On his back and one side in a tiny area there seem to be white little bumps coming up from underneath the scales??

The only thing thats changed is yesterday I went and got four panda cory catfish and after I had added them I noticed these bumps.

Other then that he is swiming and eatting fine.


----------



## Miss.PuddyCat (Jul 13, 2009)

I just looked up fish diseases and this best describes it

Fungus (Saprolegnia)
Symptoms: Tufts of dirty, cotton-like growth on the skin, can cover large areas of the fish, fish eggs turn white.

Fungal attacks always follow some other health problem like parasitic attack, injury, or bacterial infection. The symptoms are a gray or whitish growth in and on the skin and/or fins of the fish. Eventually, if left untreated, these growths will become cottony looking. The fungus, if left untreated, will eventually eat away on the fish until it finally dies.
After ascertaining the initial cause of the fungus and remedying that, use a solution of phenoxethol at 1% in distilled water. Add 10 ml of this solution per liter of aquarium water. Repeat after a few days if needed, but only once more as three treatments could be dangerous to aquarium inhabitants. If the symptoms are severe the fish can be removed from the aquarium and swabbed with a cloth that has been treated with small amounts of povidone iodine or mercurochrome.

For attacks on fish eggs, most breeders will use a solution of methylene blue adding 3 to 5 mg/l as a preventative measure after the eggs are laid.


----------



## Guest (Apr 20, 2010)

It could be a Fungal infection, then again it could be Whitespot (_Ichthyophthirius multifilis_). However, my money is going on Anchor worms, or, less likely, Argulus (fish lice).

Anchor worms are introduced by another fish in the tank. What really makes me think the problem is due to Anchor worms is the fact that you've recently introduced some new fish, the Corydoras. Is the fish showing any unusual symptoms such as heavy breathing, flicking/rubbing against decor or general lethargy?


----------



## Miss.PuddyCat (Jul 13, 2009)

Pleccy said:


> It could be a Fungal infection, then again it could be Whitespot (_Ichthyophthirius multifilis_). However, my money is going on Anchor worms, or, less likely, Argulus (fish lice).
> 
> Anchor worms are introduced by another fish in the tank. What really makes me think the problem is due to Anchor worms is the fact that you've recently introduced some new fish, the Corydoras. Is the fish showing any unusual symptoms such as heavy breathing, flicking/rubbing against decor or general lethargy?

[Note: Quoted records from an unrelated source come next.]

//! Security-scoped resource seam and the access guard

use crate::error::Result;
use std::path::{Path, PathBuf};
use tracing::debug;

#[cfg(test)]
use mockall::automock;

/// Opaque handle for one live OS access scope
#[derive(Debug, Clone, Copy, PartialEq, Eq)]
pub struct ScopeToken(pub u64);

/// Outcome of resolving stored bookmark bytes
#[derive(Debug, Clone, PartialEq, Eq)]
pub struct ResolvedBookmark {
    pub path: PathBuf,
    /// The OS wants the bookmark re-created from the resolved path
    pub stale: bool,
}

/// OS security-scope capability: begin and end resource use, create and
/// resolve bookmarks. Implemented by the host over the platform security
/// framework.
#[cfg_attr(test, automock)]
pub trait SecurityScoped {
    /// Mark the resource at `path` as in use by this process
    fn begin_access(&self, path: &Path) -> Result<ScopeToken>;

    /// Release a scope obtained from `begin_access`
    fn end_access(&self, token: ScopeToken);

    /// Serialize the caller's current access to `path` into opaque bookmark
    /// bytes. Fails when the process holds no access to `path`.
    fn make_bookmark(&self, path: &Path) -> Result<Vec<u8>>;

    /// Resolve bookmark bytes back into the path they grant access to
    fn resolve_bookmark(&self, bookmark: &[u8]) -> Result<ResolvedBookmark>;
}

/// Live access to a path, released exactly once when dropped.
///
/// Holding the guard brackets the OS-level scope around whatever the caller
/// does with the path; release is tied to `Drop` so it happens on early
/// returns and panics too.
pub struct AccessScope<'a> {
    provider: &'a dyn SecurityScoped,
    token: Option<ScopeToken>,
    path: PathBuf,
}

impl<'a> AccessScope<'a> {
    pub fn begin(provider: &'a dyn SecurityScoped, path: &Path) -> Result<Self> {
        let token = provider.begin_access(path)?;
        debug!("Began access scope on {:?}", path);
        Ok(Self {
            provider,
            token: Some(token),
            path: path.to_path_buf(),
        })
    }

    /// The path this scope grants access to
    pub fn path(&self) -> &Path {
        &self.path
    }
}

impl Drop for AccessScope<'_> {
    fn drop(&mut self) {
        if let Some(token) = self.token.take() {
            self.provider.end_access(token);
            debug!("Ended access scope on {:?}", self.path);
        }
    }
}

#[cfg(test)]
mod tests {
    use super::*;
    use mockall::predicate::eq;
    use std::panic::{catch_unwind, AssertUnwindSafe};

    #[test]
    fn scope_is_released_on_drop() {
        let mut scopes = MockSecurityScoped::new();
        scopes
            .expect_begin_access()
            .times(1)
            .returning(|_| Ok(ScopeToken(1)));
        scopes
            .expect_end_access()
            .with(eq(ScopeToken(1)))
            .times(1)
            .return_const(());

        let scope = AccessScope::begin(&scopes, Path::new("/outside/container")).unwrap();
        assert_eq!(scope.path(), Path::new("/outside/container"));
        drop(scope);
    }

    #[test]
    fn scope_is_released_when_the_caller_panics() {
        let mut scopes = MockSecurityScoped::new();
        scopes
            .expect_begin_access()
            .times(1)
            .returning(|_| Ok(ScopeToken(7)));
        scopes
            .expect_end_access()
            .with(eq(ScopeToken(7)))
            .times(1)
            .return_const(());

        let result = catch_unwind(AssertUnwindSafe(|| {
            let _scope = AccessScope::begin(&scopes, Path::new("/outside/container")).unwrap();
            panic!("caller work failed");
        }));
        assert!(result.is_err());
    }

    #[test]
    fn failed_begin_produces_no_scope() {
        let mut scopes = MockSecurityScoped::new();
        scopes.expect_begin_access().times(1).returning(|path| {
            Err(crate::error::BrokerError::NoCurrentAccess(path.display().to_string()).into())
        });
        scopes.expect_end_access().times(0);

        assert!(AccessScope::begin(&scopes, Path::new("/outside/container")).is_err());
    }
}
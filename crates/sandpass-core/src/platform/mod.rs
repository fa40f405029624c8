//! Capability seams over the host OS services
//!
//! This module defines the two abstractions the broker is built on:
//! - `Chooser` - the modal directory/file picker used to obtain consent
//! - `SecurityScoped` - begin/end of OS access scopes plus bookmark
//!   creation and resolution
//!
//! Host applications implement both over the real platform services; tests
//! substitute fakes.

mod chooser;
mod scope;

pub use chooser::{Chooser, ChooserRequest, PanelOptions, SelectionFilter};
pub use scope::{AccessScope, ResolvedBookmark, ScopeToken, SecurityScoped};

#[cfg(test)]
pub use chooser::MockChooser;
#[cfg(test)]
pub use scope::MockSecurityScoped;
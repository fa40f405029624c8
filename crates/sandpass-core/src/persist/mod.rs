//! Durable grant persistence
//!
//! Grants are opaque bookmark bytes keyed by the canonical path string they
//! cover. The store itself is a pluggable key/value seam; hosts that keep
//! settings elsewhere (a database, their own preferences plumbing) implement
//! `BookmarkStore` and hand it to the broker.

mod preferences;

pub use preferences::PreferencesStore;

use chrono::{DateTime, Utc};
use parking_lot::Mutex;
use serde::{Deserialize, Serialize};
use std::collections::HashMap;
use std::path::{Path, PathBuf};
use tracing::debug;

/// A stored security-scoped bookmark for one granted path
#[derive(Debug, Clone, PartialEq, Eq, Serialize, Deserialize)]
pub struct PersistedGrant {
    #[serde(with = "bookmark_bytes")]
    pub bookmark: Vec<u8>,
    pub created_at: DateTime<Utc>,
}

impl PersistedGrant {
    pub fn new(bookmark: Vec<u8>) -> Self {
        Self {
            bookmark,
            created_at: Utc::now(),
        }
    }
}

/// Bookmark bytes travel base64-encoded inside JSON records
mod bookmark_bytes {
    use base64::engine::general_purpose::STANDARD;
    use base64::Engine;
    use serde::{Deserialize, Deserializer, Serialize, Serializer};

    pub fn serialize<S: Serializer>(bytes: &[u8], serializer: S) -> Result<S::Ok, S::Error> {
        STANDARD.encode(bytes).serialize(serializer)
    }

    pub fn deserialize<'de, D: Deserializer<'de>>(deserializer: D) -> Result<Vec<u8>, D::Error> {
        let encoded = String::deserialize(deserializer)?;
        STANDARD.decode(encoded).map_err(serde::de::Error::custom)
    }
}

/// Key/value persistence for grant records.
///
/// Signatures are infallible: implementations log and degrade on storage
/// failure rather than surfacing errors, since a lost write only means the
/// user is prompted again on a later launch.
pub trait BookmarkStore {
    fn get(&self, key: &str) -> Option<PersistedGrant>;
    fn set(&self, key: &str, grant: PersistedGrant);
    fn remove(&self, key: &str);
}

/// Path-keyed view over a `BookmarkStore`
pub struct GrantLedger {
    store: std::sync::Arc<dyn BookmarkStore>,
}

impl GrantLedger {
    pub fn new(store: std::sync::Arc<dyn BookmarkStore>) -> Self {
        Self { store }
    }

    /// Find a grant covering `path`: the path's own entry or the nearest
    /// ancestor's, walking upward and stopping before the filesystem root.
    pub fn find(&self, path: &Path) -> Option<(PathBuf, PersistedGrant)> {
        for ancestor in path.ancestors() {
            if ancestor.parent().is_none() {
                break;
            }
            if let Some(grant) = self.store.get(&Self::key_for(ancestor)) {
                return Some((ancestor.to_path_buf(), grant));
            }
        }
        None
    }

    /// Store `bookmark` under `path`, overwriting any prior entry
    pub fn insert(&self, path: &Path, bookmark: Vec<u8>) {
        debug!("Storing grant for {:?}", path);
        self.store
            .set(&Self::key_for(path), PersistedGrant::new(bookmark));
    }

    /// Forget the entry stored for exactly `path`, if any
    pub fn clear(&self, path: &Path) {
        self.store.remove(&Self::key_for(path));
    }

    fn key_for(path: &Path) -> String {
        format!("bd_{}", path.display())
    }
}

/// In-memory store for tests and ephemeral sessions
#[derive(Debug, Default)]
pub struct MemoryStore {
    entries: Mutex<HashMap<String, PersistedGrant>>,
}

impl MemoryStore {
    pub fn new() -> Self {
        Self::default()
    }

    pub fn len(&self) -> usize {
        self.entries.lock().len()
    }

    pub fn is_empty(&self) -> bool {
        self.entries.lock().is_empty()
    }
}

impl BookmarkStore for MemoryStore {
    fn get(&self, key: &str) -> Option<PersistedGrant> {
        self.entries.lock().get(key).cloned()
    }

    fn set(&self, key: &str, grant: PersistedGrant) {
        self.entries.lock().insert(key.to_string(), grant);
    }

    fn remove(&self, key: &str) {
        self.entries.lock().remove(key);
    }
}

He is rubbing up against the decor but doesnt seem lethargy, he swiming all over the tank but it is sticking to the bottom wear the decor is.

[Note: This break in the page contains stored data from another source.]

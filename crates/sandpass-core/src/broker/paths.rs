//! Path normalization and ancestor resolution

use std::path::{Component, Path, PathBuf};

/// Normalize a target to an absolute, symlink-stable representation.
///
/// The longest existing prefix is canonicalized so the key a grant is stored
/// under matches the path a chooser returns later (`/tmp` is a symlink to
/// `/private/tmp` on macOS); the non-existing remainder is cleaned lexically.
pub fn normalize(path: &Path) -> PathBuf {
    let expanded = expand_home(path);
    let absolute = if expanded.is_relative() {
        match std::env::current_dir() {
            Ok(cwd) => cwd.join(&expanded),
            Err(_) => expanded,
        }
    } else {
        expanded
    };
    let absolute = clean(&absolute);

    if let Ok(canonical) = absolute.canonicalize() {
        return canonical;
    }

    // Canonicalize the nearest existing ancestor and re-append the rest
    let mut base = absolute;
    let mut remainder = Vec::new();
    while !base.exists() {
        let Some(parent) = base.parent() else { break };
        if let Some(name) = base.file_name() {
            remainder.push(name.to_os_string());
        }
        base = parent.to_path_buf();
    }

    let mut result = base.canonicalize().unwrap_or(base);
    for part in remainder.into_iter().rev() {
        result.push(part);
    }
    result
}

fn expand_home(path: &Path) -> PathBuf {
    if let Ok(rest) = path.strip_prefix("~") {
        if let Some(home) = dirs::home_dir() {
            return home.join(rest);
        }
    }
    path.to_path_buf()
}

/// Lexically remove `.` and `..` components without touching the filesystem
fn clean(path: &Path) -> PathBuf {
    let mut components = Vec::new();
    for component in path.components() {
        match component {
            Component::ParentDir => {
                if matches!(components.last(), Some(Component::Normal(_))) {
                    components.pop();
                }
            }
            Component::CurDir => {}
            c => components.push(c),
        }
    }
    components.iter().collect()
}

/// Walk upward from `path` until a file or directory that exists on disk is
/// found.
///
/// Writing a new file needs permission on its containing directory, so the
/// consent prompt is scoped there rather than at the not-yet-created path.
pub fn existing_ancestor(path: &Path) -> Option<PathBuf> {
    path.ancestors().find(|p| p.exists()).map(Path::to_path_buf)
}

#[cfg(test)]
mod tests {
    use super::*;
    use tempfile::tempdir;

    #[test]
    fn normalize_canonicalizes_existing_paths() {
        let dir = tempdir().unwrap();
        let canonical = dir.path().canonicalize().unwrap();
        assert_eq!(normalize(dir.path()), canonical);
    }

    #[test]
    fn normalize_reconstructs_nonexistent_tails() {
        let dir = tempdir().unwrap();
        let canonical = dir.path().canonicalize().unwrap();

        let target = dir.path().join("not/yet/created.txt");
        assert_eq!(normalize(&target), canonical.join("not/yet/created.txt"));
    }

    #[test]
    fn normalize_cleans_dot_segments() {
        let dir = tempdir().unwrap();
        let canonical = dir.path().canonicalize().unwrap();

        let target = dir.path().join("a/./b/../c/file.txt");
        assert_eq!(normalize(&target), canonical.join("a/c/file.txt"));
    }

    #[test]
    fn existing_ancestor_stops_at_first_real_directory() {
        let dir = tempdir().unwrap();
        let nested = dir.path().join("a/b");
        std::fs::create_dir_all(&nested).unwrap();

        let target = nested.join("c/newfile.txt");
        assert_eq!(existing_ancestor(&target).unwrap(), nested);
    }

    #[test]
    fn existing_ancestor_of_an_existing_path_is_itself() {
        let dir = tempdir().unwrap();
        assert_eq!(existing_ancestor(dir.path()).unwrap(), dir.path());
    }

    #[test]
    fn existing_ancestor_fails_for_unrooted_garbage() {
        assert!(existing_ancestor(Path::new("no/such/relative/path/here")).is_none());
    }
}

Is their a cure for any of those?


----------



## Guest (Apr 21, 2010)

For argulus, Potassium permanganate dosed at approximately 1.5g (you'll need a good set of digital scales for this) per 220 gallons of water is a very effective treatment.

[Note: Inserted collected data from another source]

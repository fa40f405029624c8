//! File-backed preferences store, the durable default

use super::{BookmarkStore, PersistedGrant};
use crate::error::{Error, PersistError, Result};
use parking_lot::Mutex;
use std::collections::HashMap;
use std::path::{Path, PathBuf};
use tracing::{debug, info, warn};

/// Grant records in a single JSON preferences file.
///
/// The process-wide analog of the host's user-preferences store: one map,
/// read once on open, written through on every mutation. Storage failures
/// after open are logged and swallowed per the `BookmarkStore` contract.
pub struct PreferencesStore {
    path: PathBuf,
    entries: Mutex<HashMap<String, PersistedGrant>>,
}

impl PreferencesStore {
    /// Open (or create) the store for `app_id` under the user preferences
    /// directory
    pub fn new(app_id: &str) -> Result<Self> {
        let dir = dirs::preference_dir()
            .or_else(dirs::config_dir)
            .ok_or_else(|| {
                Error::Persist(PersistError::StoreUnavailable(
                    "no user preferences directory".to_string(),
                ))
            })?
            .join(app_id);

        std::fs::create_dir_all(&dir).map_err(|e| {
            Error::Persist(PersistError::StoreUnavailable(format!(
                "failed to create preferences directory {:?}: {}",
                dir, e
            )))
        })?;

        let path = dir.join("sandpass-grants.json");
        info!("Grant store path: {:?}", path);

        Self::from_path(path)
    }

    /// Open a store at a specific file path (useful for testing)
    pub fn from_path(path: impl Into<PathBuf>) -> Result<Self> {
        let path = path.into();
        let entries = match std::fs::read(&path) {
            Ok(raw) => match serde_json::from_slice(&raw) {
                Ok(map) => map,
                Err(e) => {
                    warn!("Grant store at {:?} is corrupt, starting empty: {}", path, e);
                    HashMap::new()
                }
            },
            Err(e) if e.kind() == std::io::ErrorKind::NotFound => HashMap::new(),
            Err(e) => return Err(Error::Io(e)),
        };

        Ok(Self {
            path,
            entries: Mutex::new(entries),
        })
    }

    /// The backing file path
    pub fn path(&self) -> &Path {
        &self.path
    }

    fn flush(&self, entries: &HashMap<String, PersistedGrant>) {
        let json = match serde_json::to_vec_pretty(entries) {
            Ok(json) => json,
            Err(e) => {
                warn!("Failed to encode grant store: {}", e);
                return;
            }
        };
        if let Err(e) = std::fs::write(&self.path, json) {
            warn!("Failed to write grant store {:?}: {}", self.path, e);
        }
    }
}

impl BookmarkStore for PreferencesStore {
    fn get(&self, key: &str) -> Option<PersistedGrant> {
        self.entries.lock().get(key).cloned()
    }

    fn set(&self, key: &str, grant: PersistedGrant) {
        let mut entries = self.entries.lock();
        entries.insert(key.to_string(), grant);
        self.flush(&entries);
        debug!("Persisted grant under key {}", key);
    }

    fn remove(&self, key: &str) {
        let mut entries = self.entries.lock();
        if entries.remove(key).is_some() {
            self.flush(&entries);
        }
    }
}

#[cfg(test)]
mod tests {
    use super::*;
    use tempfile::tempdir;

    #[test]
    fn entries_survive_reopening() {
        let dir = tempdir().unwrap();
        let file = dir.path().join("grants.json");

        let store = PreferencesStore::from_path(&file).unwrap();
        store.set("bd_/vault", PersistedGrant::new(b"mark".to_vec()));
        drop(store);

        let reopened = PreferencesStore::from_path(&file).unwrap();
        let grant = reopened.get("bd_/vault").unwrap();
        assert_eq!(grant.bookmark, b"mark");
    }

    #[test]
    fn missing_file_opens_empty() {
        let dir = tempdir().unwrap();
        let store = PreferencesStore::from_path(dir.path().join("absent.json")).unwrap();
        assert!(store.get("bd_/anything").is_none());
    }

    #[test]
    fn corrupt_file_degrades_to_empty() {
        let dir = tempdir().unwrap();
        let file = dir.path().join("grants.json");
        std::fs::write(&file, b"not json at all {{{").unwrap();

        let store = PreferencesStore::from_path(&file).unwrap();
        assert!(store.get("bd_/vault").is_none());

        // Still usable: a new grant replaces the corrupt content on disk
        store.set("bd_/vault", PersistedGrant::new(b"fresh".to_vec()));
        let reopened = PreferencesStore::from_path(&file).unwrap();
        assert_eq!(reopened.get("bd_/vault").unwrap().bookmark, b"fresh");
    }

    #[test]
    fn remove_is_written_through() {
        let dir = tempdir().unwrap();
        let file = dir.path().join("grants.json");

        let store = PreferencesStore::from_path(&file).unwrap();
        store.set("bd_/vault", PersistedGrant::new(b"mark".to_vec()));
        store.remove("bd_/vault");
        drop(store);

        let reopened = PreferencesStore::from_path(&file).unwrap();
        assert!(reopened.get("bd_/vault").is_none());
    }
}
//! One-turn deferral.
//!
//! Playback computes its results synchronously, but clients of a real HTTP
//! exchange expect to hear back on a later scheduling turn — code that
//! registers a completion listener right after sending must still see it
//! fire. [`Deferred`] makes that contract explicit: it wakes itself and
//! yields to the scheduler exactly once before completing. Settlement and
//! the no-op timeouts are both built on it.

use std::future::Future;
use std::pin::Pin;
use std::task::{Context, Poll};

/// Future that completes on its second poll, never its first.
#[derive(Debug, Default)]
pub struct Deferred {
    yielded: bool,
}

impl Deferred {
    pub fn new() -> Self {
        Self::default()
    }
}

impl Future for Deferred {
    type Output = ();

    fn poll(mut self: Pin<&mut Self>, cx: &mut Context<'_>) -> Poll<()> {
        if self.yielded {
            Poll::Ready(())
        } else {
            self.yielded = true;
            cx.waker().wake_by_ref();
            Poll::Pending
        }
    }
}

Anchor worms are a bit trickier. I would have suggested organophosphates (insecticides) as a treatment, however these are banned in the UK, and I'm not sure if you can get them in Canada. Trichlorfon (a type of organophosphate) is an ingredient in a product called Masoten (manufactured by Bayer), which is usually available from good pet stores and vets.


----------



## 5petlady (Feb 24, 2010)

Uh oh is right!!! Doesn't sound very fun, hopefully all is ok with Muta. My guess is Anchor worms too. I would try some methylene and see if that doesn't clear things up. Poor Muta!  Let us know how things are going.


----------



## Miss.PuddyCat (Jul 13, 2009)

Pleccy said:


> For argulus, Potassium permanganate dosed at approximately 1.5g (you'll need a good set of digital scales for this) per 220 gallons of water is a very effective treatment.
> 
> Anchor worms are a bit trickier. I would have suggested organophosphates (insecticides) as a treatment, however these are banned in the UK, and I'm not sure if you can get them in Canada. Trichlorfon (a type of organophosphate) is an ingredient in a product called Masoten (manufactured by Bayer), which is usually available from good pet stores and vets.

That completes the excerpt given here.